Dataset excerpts ▸

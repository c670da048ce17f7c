pub mod config;
pub mod error;
pub mod error_utils;
pub mod gate;
pub mod matcher;
pub mod scoring;
pub mod traits;
pub mod types;

pub use config::*;
pub use error::*;
pub use error_utils::*;
pub use gate::*;
pub use matcher::*;
pub use scoring::*;
pub use traits::*;
pub use types::*;
use super::{MetricGroup, MetricName, MetricOutput, StatisticKind};

/// Everything collected on each run, in fetch order.
pub static METRIC_CATALOG: &[MetricGroup] = &[
    MetricGroup {
        remote_name: "Invocations",
        outputs: &[MetricOutput {
            name: MetricName::InvocationsTotal,
            statistic: StatisticKind::Sum,
        }],
    },
    MetricGroup {
        remote_name: "Errors",
        outputs: &[MetricOutput {
            name: MetricName::InvocationsError,
            statistic: StatisticKind::Sum,
        }],
    },
    MetricGroup {
        remote_name: "Throttles",
        outputs: &[MetricOutput {
            name: MetricName::InvocationsThrottles,
            statistic: StatisticKind::Sum,
        }],
    },
    MetricGroup {
        remote_name: "Duration",
        outputs: &[
            MetricOutput {
                name: MetricName::DurationAvg,
                statistic: StatisticKind::Average,
            },
            MetricOutput {
                name: MetricName::DurationMax,
                statistic: StatisticKind::Maximum,
            },
            MetricOutput {
                name: MetricName::DurationMin,
                statistic: StatisticKind::Minimum,
            },
        ],
    },
];

pub fn metric_catalog() -> &'static [MetricGroup] {
    METRIC_CATALOG
}

pub fn find_group(remote_name: &str) -> Option<&'static MetricGroup> {
    METRIC_CATALOG
        .iter()
        .find(|group| group.remote_name == remote_name)
}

Work order ▸ Reproduce each entry precisely, so that nothing differs from the original.

Exercise result ▸
repository c670da048ce17f7c
pub mod config;
pub mod error;
pub mod error_utils;
pub mod gate;
pub mod matcher;
pub mod scoring;
pub mod traits;
pub mod types;

pub use config::*;
pub use error::*;
pub use error_utils::*;
pub use gate::*;
pub use matcher::*;
pub use scoring::*;
pub use traits::*;
pub use types::*;
use super::{MetricGroup, MetricName, MetricOutput, StatisticKind};

/// Everything collected on each run, in fetch order.
pub static METRIC_CATALOG: &[MetricGroup] = &[
    MetricGroup {
        remote_name: "Invocations",
        outputs: &[MetricOutput {
            name: MetricName::InvocationsTotal,
            statistic: StatisticKind::Sum,
        }],
    },
    MetricGroup {
        remote_name: "Errors",
        outputs: &[MetricOutput {
            name: MetricName::InvocationsError,
            statistic: StatisticKind::Sum,
        }],
    },
    MetricGroup {
        remote_name: "Throttles",
        outputs: &[MetricOutput {
            name: MetricName::InvocationsThrottles,
            statistic: StatisticKind::Sum,
        }],
    },
    MetricGroup {
        remote_name: "Duration",
        outputs: &[
            MetricOutput {
                name: MetricName::DurationAvg,
                statistic: StatisticKind::Average,
            },
            MetricOutput {
                name: MetricName::DurationMax,
                statistic: StatisticKind::Maximum,
            },
            MetricOutput {
                name: MetricName::DurationMin,
                statistic: StatisticKind::Minimum,
            },
        ],
    },
];

pub fn metric_catalog() -> &'static [MetricGroup] {
    METRIC_CATALOG
}

pub fn find_group(remote_name: &str) -> Option<&'static MetricGroup> {
    METRIC_CATALOG
        .iter()
        .find(|group| group.remote_name == remote_name)
}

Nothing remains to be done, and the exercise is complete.